By Peter L. Getman
Principal Brand Director
You know the proverbial “let’s go back to the drawing board”?
After 22 years at MicroArts I feel my team is dialed into a creative process for brand design that delivers excitement and enticement around our brands. You’d hope so at least.
Recently, I sent four different brand design executions to my peeps for feedback. The executions were for a $15.5 million dollar sweet mountainside development brand called Mount Will located in Sunday River, Maine.
My feedback peeps included the CEO & Marketing Director of POC USA (the safest helmet in ski industry), the Marketing Director for Fisher skis, the VP Executive of Marketing for Sunday River, three true mavens in marketing land developments and my idols in the business, the leading PR guru in the outdoor industry, MicroArts Design Chief also a former Burton Art Director, a totally dialed NYC ad agency Chief, a marketing minded CEO, the marketing director for Sunday River Realty, the actual client … the developers, some ski buddies, and, of course, my ski bunny bride. All of which are core skiers or weekend warriors and theoretically prospective customers, ranging in age from 30 to 60 years old.

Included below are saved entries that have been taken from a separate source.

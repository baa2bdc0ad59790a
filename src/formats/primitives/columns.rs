//! Ordered column sets and the mandatory-column check.
//!
//! A [`TableColumns`] is an ordered list of unique column names. Record types
//! declare one as their mandatory set; readers build one from the header line
//! of each file. Validation compares the two by name, never by position.
//!
//! # Examples
//!
//! ```
//! use biotable::formats::primitives::TableColumns;
//!
//! let mandatory = TableColumns::new(["CONTIG", "START", "END"]);
//! let present = TableColumns::from_header("END\tSTART\tNOTE")?;
//!
//! let err = present.check_mandatory(&mandatory).unwrap_err();
//! assert_eq!(err.to_string(), "Missing mandatory columns: CONTIG");
//! # Ok::<(), Box<dyn std::error::Error>>(())
//! ```

use crate::formats::primitives::{FormatError, Result, COMMENT_PREFIX};
use std::collections::HashSet;
use std::fmt;

/// An ordered set of unique column names.
#[derive(Debug, Clone, PartialEq, Eq, Hash)]
pub struct TableColumns {
    names: Vec<String>,
}

impl TableColumns {
    /// Creates a column set from names declared in code.
    ///
    /// # Panics
    ///
    /// Panics if a name is blank, contains a tab or line break, or is repeated,
    /// or if the first name starts with `#`.
    /// Declared column sets are fixed per record type, so this is a programming error.
    ///
    /// # Examples
    ///
    /// ```
    /// use biotable::formats::primitives::TableColumns;
    ///
    /// let columns = TableColumns::new(["CONTIG", "START", "END", "VALUE"]);
    /// assert_eq!(columns.len(), 4);
    /// assert_eq!(columns.index_of("END"), Some(2));
    /// ```
    pub fn new<I, S>(names: I) -> Self
    where
        I: IntoIterator<Item = S>,
        S: Into<String>,
    {
        let names: Vec<String> = names.into_iter().map(Into::into).collect();
        match Self::try_from_names(names) {
            Ok(columns) => columns,
            Err(e) => panic!("invalid declared column set: {}", e),
        }
    }

    /// Parses the column set from a header line.
    ///
    /// # Errors
    ///
    /// Returns [`FormatError::InvalidHeader`] for an empty column name and
    /// [`FormatError::DuplicateColumn`] if a name appears twice.
    pub fn from_header(line: &str) -> Result<Self> {
        Self::try_from_names(line.split('\t').map(str::to_string).collect())
    }

    fn try_from_names(names: Vec<String>) -> Result<Self> {
        let mut seen = HashSet::with_capacity(names.len());
        for (i, name) in names.iter().enumerate() {
            if name.trim().is_empty() {
                return Err(FormatError::InvalidHeader("empty column name".to_string()));
            }
            // A header line starting with '#' would read back as a comment.
            if i == 0 && name.starts_with(COMMENT_PREFIX) {
                return Err(FormatError::InvalidHeader(format!(
                    "first column name {:?} starts with '{}'",
                    name, COMMENT_PREFIX
                )));
            }
            if name.contains(['\t', '\n', '\r']) {
                return Err(FormatError::InvalidHeader(format!(
                    "column name {:?} contains a delimiter",
                    name
                )));
            }
            if !seen.insert(name.as_str()) {
                return Err(FormatError::DuplicateColumn(name.clone()));
            }
        }
        Ok(TableColumns { names })
    }

    /// Column names in declared order.
    pub fn names(&self) -> &[String] {
        &self.names
    }

    /// Number of columns.
    pub fn len(&self) -> usize {
        self.names.len()
    }

    /// Returns `true` if there are no columns.
    pub fn is_empty(&self) -> bool {
        self.names.is_empty()
    }

    /// Position of a column, if present.
    #[inline]
    pub fn index_of(&self, name: &str) -> Option<usize> {
        self.names.iter().position(|n| n == name)
    }

    /// Returns `true` if the column is present.
    pub fn contains(&self, name: &str) -> bool {
        self.index_of(name).is_some()
    }

    /// Mandatory columns absent from this set, in the mandatory set's order.
    pub fn missing_from(&self, mandatory: &TableColumns) -> Vec<String> {
        mandatory
            .names
            .iter()
            .filter(|name| !self.contains(name))
            .cloned()
            .collect()
    }

    /// Checks that every mandatory column is present in this set.
    ///
    /// Column order and extra columns are irrelevant.
    ///
    /// # Errors
    ///
    /// Returns [`FormatError::MissingColumns`] naming every absent column.
    pub fn check_mandatory(&self, mandatory: &TableColumns) -> Result<()> {
        let missing = self.missing_from(mandatory);
        if missing.is_empty() {
            Ok(())
        } else {
            Err(FormatError::MissingColumns { missing })
        }
    }

    /// The header line for this column set (no trailing newline).
    pub fn header_line(&self) -> String {
        self.names.join("\t")
    }
}

impl fmt::Display for TableColumns {
    fn fmt(&self, f: &mut fmt::Formatter<'_>) -> fmt::Result {
        write!(f, "[{}]", self.names.join(", "))
    }
}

My outreach included a true crosscut of people we want this brand design to visually appeal to. Is this a tall order of demographics to entice with one brand design strategy? Yes, perhaps, but this is the trend as consumers become more complex and varied. See the 32 page white paper www.AdAge.com/2010America, which demonstrates the deluge of social media participation and shows that consumers do not fit squarely in one vertical market any longer.
Well the votes came in with no clear winner and no clear loser. There was some common feedback surrounding the executions, including a cool idea to combine two brand designs and a sweet idea to tweak a particular graphic design.
It was nearly a tie across the board, in both directions; many of the designs that people really liked, others did not.
So now what?
Too often, I’ve heard, “well of course that’s the feedback you got, you have too many cooks in the kitchen to gain brand design consensus”. I say BS to this mindset.
To me, I learned a ton from this feedback to guide in the next round of comps, including color preferences, headlines that do and do not resonate, me-too graphic imagery criticism and style preferences.
The biggest takeaway is that we missed the mark. Totally. The account manager tendency is to tweak the design with the feedback we received, but the reality is, there is no clear winner.
So call it a swing and a miss. I want to knock the cover off the ball!